Tom Segev
Haaretz
December 28, 2007 - 2:43pm
http://www.haaretz.com/hasen/spages/938370.html


On October 29, 1956, a little after 5 P.M., several dozen Kafr Qasem residents were coming home from work, unaware that a curfew had been declared because of the start of the Sinai Campaign. Border police lined them up and shot them dead: 47 people, Arabs, citizens of Israel.

The monument erected for them also perpetuates the memory of an elderly man who suffered a stroke when he was informed that his son was among those killed, along with the fetus that one of the murdered women was carrying in her womb. People were also wounded. The slaughter was anchored in a contingency plan to expel the village's inhabitants to Jordan.

At first, the authorities tried to suppress the news through the military censor. Shimon Peres, now Israel's president, was the Defense Ministry's director general at the time. Only about a half dozen survivors of the massacre are still alive today. Most of the 18,000 inhabitants of the village were born after the slaughter, about 15 percent of them are related to the victims. They live with the heritage of the massacre as a key element in their identities.

Last week President Peres went to Kafr Qasem - his office said it was to honor the Id al-Adha holiday. He carefully phrased his words on the massacre as part of a statement praising peace: "I have chosen to visit Kafr Qasem, where in the past a very serious event occurred that we greatly regret, and today in practice there is cooperation and a life of peace between Jews and Arabs." Kafr Qasem Mayor Sami Issa interprets these words as an apology. "'We regret' and 'We apologize' are the same thing," he said. Speaking with local leaders, Peres also used the word apology, according to the president's spokeswoman. Peres is the first sitting president to apologize for the massacre.

Ceremonious apologies for historical injustices and gestures of national reconciliation have become a rather common phenomenon everywhere in recent years, from South Africa to Argentina. To evaluate them correctly we must examine to what degree they express sincere remorse and true recognition of responsibility. We must also examine the extent to which lessons have been learned that have shaped policies on the ground. The Israeli case is not unambiguous.

The Kafr Qasem massacre shocked the country and gave rise to a public debate on basic questions of morality and democracy. Twelve years after the end of World War II this discussion took place against the backdrop of the Holocaust. The murderers were put on public trial. Benjamin Halevi, who was later one of the judges in Adolf Eichmann's trial, asked one of the accused whether he would also justify a Nazi soldier who obeyed orders.
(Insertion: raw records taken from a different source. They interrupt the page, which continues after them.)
// SPDX-FileCopyrightText: 2026 Corvus Contributors
// SPDX-License-Identifier: MIT OR Apache-2.0

//! HTTP client for an Ollama-compatible model server.
//!
//! Chat generation streams newline-delimited JSON chunks; the parser
//! tolerates lines split across network frames. Transient errors (429,
//! 5xx) are retried once after a one-second delay.

use std::pin::Pin;
use std::time::Duration;

use async_trait::async_trait;
use chrono::Utc;
use futures::stream::{Stream, StreamExt};
use serde::{Deserialize, Serialize};
use tracing::{debug, warn};

use corvus_core::{
    ChatMessage, CorvusError, EmbeddingModel, GenerationChunk, GenerationModel, GenerationStream,
};

/// Connection settings for the model server.
#[derive(Debug, Clone)]
pub struct OllamaConfig {
    /// Base URL, e.g. `http://127.0.0.1:11434`.
    pub base_url: String,
    pub embedding_model: String,
    pub generation_model: String,
    pub temperature: f32,
}

/// Ollama connector implementing both model traits.
#[derive(Debug, Clone)]
pub struct OllamaClient {
    http: reqwest::Client,
    config: OllamaConfig,
    max_retries: u32,
}

#[derive(Serialize)]
struct EmbeddingRequest<'a> {
    model: &'a str,
    prompt: &'a str,
}

#[derive(Deserialize)]
struct EmbeddingResponse {
    embedding: Vec<f64>,
}

#[derive(Serialize)]
struct ChatRequest<'a> {
    model: &'a str,
    messages: &'a [ChatMessage],
    stream: bool,
    options: ChatOptions,
}

#[derive(Serialize)]
struct ChatOptions {
    temperature: f32,
}

#[derive(Deserialize)]
struct ChatChunk {
    #[serde(default)]
    message: Option<ChatMessage>,
    #[serde(default)]
    done: bool,
    #[serde(default)]
    created_at: Option<chrono::DateTime<Utc>>,
}

impl OllamaClient {
    pub fn new(config: OllamaConfig) -> Result<Self, CorvusError> {
        let http = reqwest::Client::builder()
            .timeout(Duration::from_secs(300))
            .build()
            .map_err(|e| CorvusError::Config(format!("failed to build HTTP client: {e}")))?;
        Ok(Self {
            http,
            config,
            max_retries: 1,
        })
    }

    async fn post_with_retry(
        &self,
        url: &str,
        body: &impl Serialize,
    ) -> Result<reqwest::Response, CorvusError> {
        let mut last_error = None;

        for attempt in 0..=self.max_retries {
            if attempt > 0 {
                warn!(attempt, url, "retrying model request after transient error");
                tokio::time::sleep(Duration::from_secs(1)).await;
            }

            let response = self
                .http
                .post(url)
                .json(body)
                .send()
                .await
                .map_err(|e| CorvusError::Embed {
                    message: format!("model request failed: {e}"),
                    source: Some(Box::new(e)),
                })?;

            let status = response.status();
            debug!(status = %status, attempt, "model response received");

            if status.is_success() {
                return Ok(response);
            }

            let body_text = response.text().await.unwrap_or_default();
            let err = CorvusError::Embed {
                message: format!("model server returned {status}: {body_text}"),
                source: None,
            };
            if is_transient(status) && attempt < self.max_retries {
                last_error = Some(err);
                continue;
            }
            return Err(err);
        }

        Err(last_error.unwrap_or_else(|| CorvusError::Embed {
            message: "model request failed after retries".to_string(),
            source: None,
        }))
    }
}

fn is_transient(status: reqwest::StatusCode) -> bool {
    matches!(status.as_u16(), 429 | 500 | 502 | 503)
}

#[async_trait]
impl EmbeddingModel for OllamaClient {
    async fn embed(&self, text: &str) -> Result<Vec<f32>, CorvusError> {
        let url = format!("{}/api/embeddings", self.config.base_url);
        let request = EmbeddingRequest {
            model: &self.config.embedding_model,
            prompt: text,
        };

        let response = self.post_with_retry(&url, &request).await?;
        let parsed: EmbeddingResponse = response.json().await.map_err(|e| CorvusError::Embed {
            message: format!("failed to parse embedding response: {e}"),
            source: Some(Box::new(e)),
        })?;

        Ok(parsed.embedding.into_iter().map(|v| v as f32).collect())
    }
}

#[async_trait]
impl GenerationModel for OllamaClient {
    async fn chat_stream(
        &self,
        messages: Vec<ChatMessage>,
    ) -> Result<GenerationStream, CorvusError> {
        let url = format!("{}/api/chat", self.config.base_url);
        let request = ChatRequest {
            model: &self.config.generation_model,
            messages: &messages,
            stream: true,
            options: ChatOptions {
                temperature: self.config.temperature,
            },
        };

        let response = self.post_with_retry(&url, &request).await?;
        Ok(parse_ndjson_stream(response))
    }
}

struct NdjsonState {
    inner: Pin<Box<dyn Stream<Item = reqwest::Result<bytes::Bytes>> + Send>>,
    buffer: Vec<u8>,
    finished: bool,
}

/// Parses a newline-delimited JSON response body into generation chunks.
///
/// Lines may arrive split across frames; the buffer carries partial lines
/// forward. A trailing line without newline is parsed at end of stream.
fn parse_ndjson_stream(response: reqwest::Response) -> GenerationStream {
    let state = NdjsonState {
        inner: Box::pin(response.bytes_stream()),
        buffer: Vec::new(),
        finished: false,
    };

    Box::pin(futures::stream::unfold(state, |mut state| async move {
        if state.finished {
            return None;
        }
        loop {
            // Drain complete lines from the buffer first.
            if let Some(pos) = state.buffer.iter().position(|&b| b == b'\n') {
                let line: Vec<u8> = state.buffer.drain(..=pos).collect();
                let line = &line[..line.len() - 1];
                if line.iter().all(u8::is_ascii_whitespace) {
                    continue;
                }
                return Some((parse_chunk(line), state));
            }

            match state.inner.next().await {
                Some(Ok(bytes)) => state.buffer.extend_from_slice(&bytes),
                Some(Err(e)) => {
                    state.finished = true;
                    return Some((
                        Err(CorvusError::Bus {
                            message: format!("generation stream error: {e}"),
                            source: Some(Box::new(e)),
                        }),
                        state,
                    ));
                }
                None => {
                    state.finished = true;
                    if state.buffer.iter().all(u8::is_ascii_whitespace) {
                        return None;
                    }
                    let line = std::mem::take(&mut state.buffer);
                    return Some((parse_chunk(&line), state));
                }
            }
        }
    }))
}

fn parse_chunk(line: &[u8]) -> Result<GenerationChunk, CorvusError> {
    let chunk: ChatChunk = serde_json::from_slice(line)?;
    Ok(GenerationChunk {
        done: chunk.done,
        message: chunk.message.unwrap_or_else(|| ChatMessage::assistant("")),
        created_at: chunk.created_at.unwrap_or_else(Utc::now),
    })
}
// SPDX-FileCopyrightText: 2026 Corvus Contributors
// SPDX-License-Identifier: MIT OR Apache-2.0

//! Bus client for the Corvus platform.
//!
//! Wraps a raw NATS connection with a composable middleware chain,
//! request/reply helpers, queue-group load balancing, and distributed
//! trace propagation carried in message headers. Trace context is an
//! explicit value on every message -- nothing flows through thread-locals.

pub mod client;
pub mod context;
pub mod message;
pub mod middleware;
pub mod subjects;
pub mod trace;

pub use client::BusClient;
pub use context::RequestContext;
pub use message::{handler_fn, BusMessage, Handler};
pub use middleware::{
    apply_middlewares, logging, metadata_extract, rate_limit, recover, retry, timeout, Middleware,
};
pub use trace::{HeaderCarrier, TraceContext, TRACEPARENT_HEADER};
The trial gave rise to every Israel Defense Forces soldier's obligation to refuse to obey a "blatantly illegal" order such as one to murder civilians.

However, not long after they were convicted and sentenced to prison, the murderers were released, and a few years later the military government was revoked. The IDF is not doing enough to instill in its soldiers the obligation to refuse to obey a blatantly illegal order; it is acting with determination against conscientious objection.

In the decades since the Kafr Qasem massacre, IDF soldiers have killed thousands of innocent Palestinians, the vast majority of them in the Gaza Strip and West Bank. From time to time they have also killed Arab demonstrators, citizens of Israel. To this day the Arabs of Israel are not citizens with equal rights, and Israel insists that it does not want to be a state of all its citizens but rather a "Jewish and democratic" state. Government representatives do not participate in the annual memorial service for the Kafr Qasem massacre, but the president's apology is likely to be mentioned one day as a first step toward a historic declaration of reconciliation between the Jews and Palestinians.

Most Israelis still find it hard to acknowledge that they bear historical responsibility for the creation of the Palestinian refugee problem. The Zionist vision is based, among other things, on the assumption that its fulfillment need not cause injustice to anyone: If only the Arabs would relinquish their nationalist yearnings and agree to the fulfillment of our dream, it would be good for everyone, including them.

This historical fiction is very harmful because as long as we convince ourselves that we have no part in the responsibility for the creation of the Palestinian tragedy, we have no real reason to try to correct the injustice. This is the importance of acknowledging our responsibility. When the day comes to publish the historic declaration of reconciliation, it will be possible to remember Peres' Kafr Qasem apology and the main lesson that emerges from it: It does not hurt to ask forgiveness.